:: Records supplied
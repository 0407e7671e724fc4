//! Provider adapters.
//!
//! This module defines the trait every LLM wire format implements, so the
//! orchestrator can drive Google GenAI and OpenAI-compatible endpoints the
//! same way.

use std::sync::Arc;

use async_trait::async_trait;
use reqwest::StatusCode;
use thiserror::Error;

use crate::{
    Result,
    config::{ConfigError, Provider, ProviderConfig},
    tier::ModelTier,
    types::GenerationRequest,
};

pub mod google;
pub mod openrouter;
#[cfg(any(test, feature = "testing"))]
pub mod scripted;

pub use google::GoogleAdapter;
pub use openrouter::OpenRouterAdapter;

/// Longest slice of a provider error body carried into messages.
const ERROR_BODY_LIMIT: usize = 200;

/// Errors returned by an upstream provider call.
#[derive(Debug, Error)]
#[non_exhaustive]
pub enum ProviderError {
    /// Credential rejected (401/403).
    #[error("AI provider rejected the API key ({status}): {body}")]
    Auth { status: u16, body: String },

    /// Rate or quota exceeded (429).
    #[error("AI provider rate limit exceeded (429): {body}")]
    RateLimited { body: String },

    /// Provider overloaded (503).
    #[error("AI provider is overloaded (503): {body}")]
    Overloaded { body: String },

    /// Any other non-2xx status.
    #[error("AI provider error ({status}): {body}")]
    Http { status: u16, body: String },

    /// The request never completed at the network level.
    #[error("Failed to reach AI provider: {0}")]
    Transport(String),

    /// The provider answered with a body we could not decode.
    #[error("Malformed response from AI provider: {0}")]
    MalformedResponse(String),

    /// The provider answered successfully but produced no text.
    #[error("AI provider returned an empty response")]
    EmptyResponse,
}

impl ProviderError {
    /// Classify a non-success status and its body.
    pub fn from_status(status: StatusCode, body: &str) -> Self {
        let body = truncate(body.trim(), ERROR_BODY_LIMIT);
        match status.as_u16() {
            401 | 403 => ProviderError::Auth {
                status: status.as_u16(),
                body,
            },
            429 => ProviderError::RateLimited { body },
            503 => ProviderError::Overloaded { body },
            code => ProviderError::Http { status: code, body },
        }
    }

    /// Rate limits and overloads are worth another attempt; nothing else is.
    pub fn is_retryable(&self) -> bool {
        matches!(
            self,
            ProviderError::RateLimited { .. } | ProviderError::Overloaded { .. }
        )
    }

    pub fn is_auth_error(&self) -> bool {
        matches!(self, ProviderError::Auth { .. })
    }

    /// HTTP status the provider answered with, if it answered at all.
    pub fn status(&self) -> Option<u16> {
        match self {
            ProviderError::Auth { status, .. } | ProviderError::Http { status, .. } => {
                Some(*status)
            }
            ProviderError::RateLimited { .. } => Some(429),
            ProviderError::Overloaded { .. } => Some(503),
            _ => None,
        }
    }
}

fn truncate(text: &str, limit: usize) -> String {
    match text.char_indices().nth(limit) {
        Some((idx, _)) => format!("{}...", &text[..idx]),
        None => text.to_string(),
    }
}

/// Turn a provider response into its body text, or the classified error.
pub(crate) async fn read_success_body(response: reqwest::Response) -> Result<String> {
    let status = response.status();
    let body = response
        .text()
        .await
        .map_err(|e| ProviderError::Transport(e.to_string()))?;

    if !status.is_success() {
        tracing::error!(status = status.as_u16(), "Provider returned an error");
        return Err(ProviderError::from_status(status, &body).into());
    }
    Ok(body)
}

/// Trait for LLM provider wire formats.
///
/// Each call makes exactly one outbound request; retries belong to the orchestrator.
#[async_trait]
pub trait ProviderAdapter: Send + Sync {
    /// Which provider this adapter talks to.
    fn provider(&self) -> Provider;

    /// Generate text with `tier`'s model.
    ///
    /// # Arguments
    /// * `tier` - The model tier to call; the request is already fitted to it
    /// * `request` - The provider-neutral request
    ///
    /// # Returns
    /// The generated text (a JSON document when `json_mode` was set).
    async fn generate(&self, tier: &ModelTier, request: &GenerationRequest) -> Result<String>;
}

/// Build the adapter matching the configured provider.
pub fn adapter_for(config: &ProviderConfig) -> Result<Arc<dyn ProviderAdapter>> {
    let client = reqwest::Client::builder()
        .user_agent(concat!("scholarai/", env!("CARGO_PKG_VERSION")))
        .build()
        .map_err(|e| ConfigError::HttpClient(e.to_string()))?;

    Ok(match config.provider {
        Provider::Google => Arc::new(GoogleAdapter::new(client, config.clone())),
        Provider::OpenRouter => Arc::new(OpenRouterAdapter::new(client, config.clone())),
    })
}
::::
# Task statement
Using the entries above, quote each line verbatim from the first through the line that contains "use thiserror::Error;".

# Response for this exercise
repository 0407e7671e724fc4
//! Provider adapters.
//!
//! This module defines the trait every LLM wire format implements, so the
//! orchestrator can drive Google GenAI and OpenAI-compatible endpoints the
//! same way.

use std::sync::Arc;

use async_trait::async_trait;
use reqwest::StatusCode;
use thiserror::Error;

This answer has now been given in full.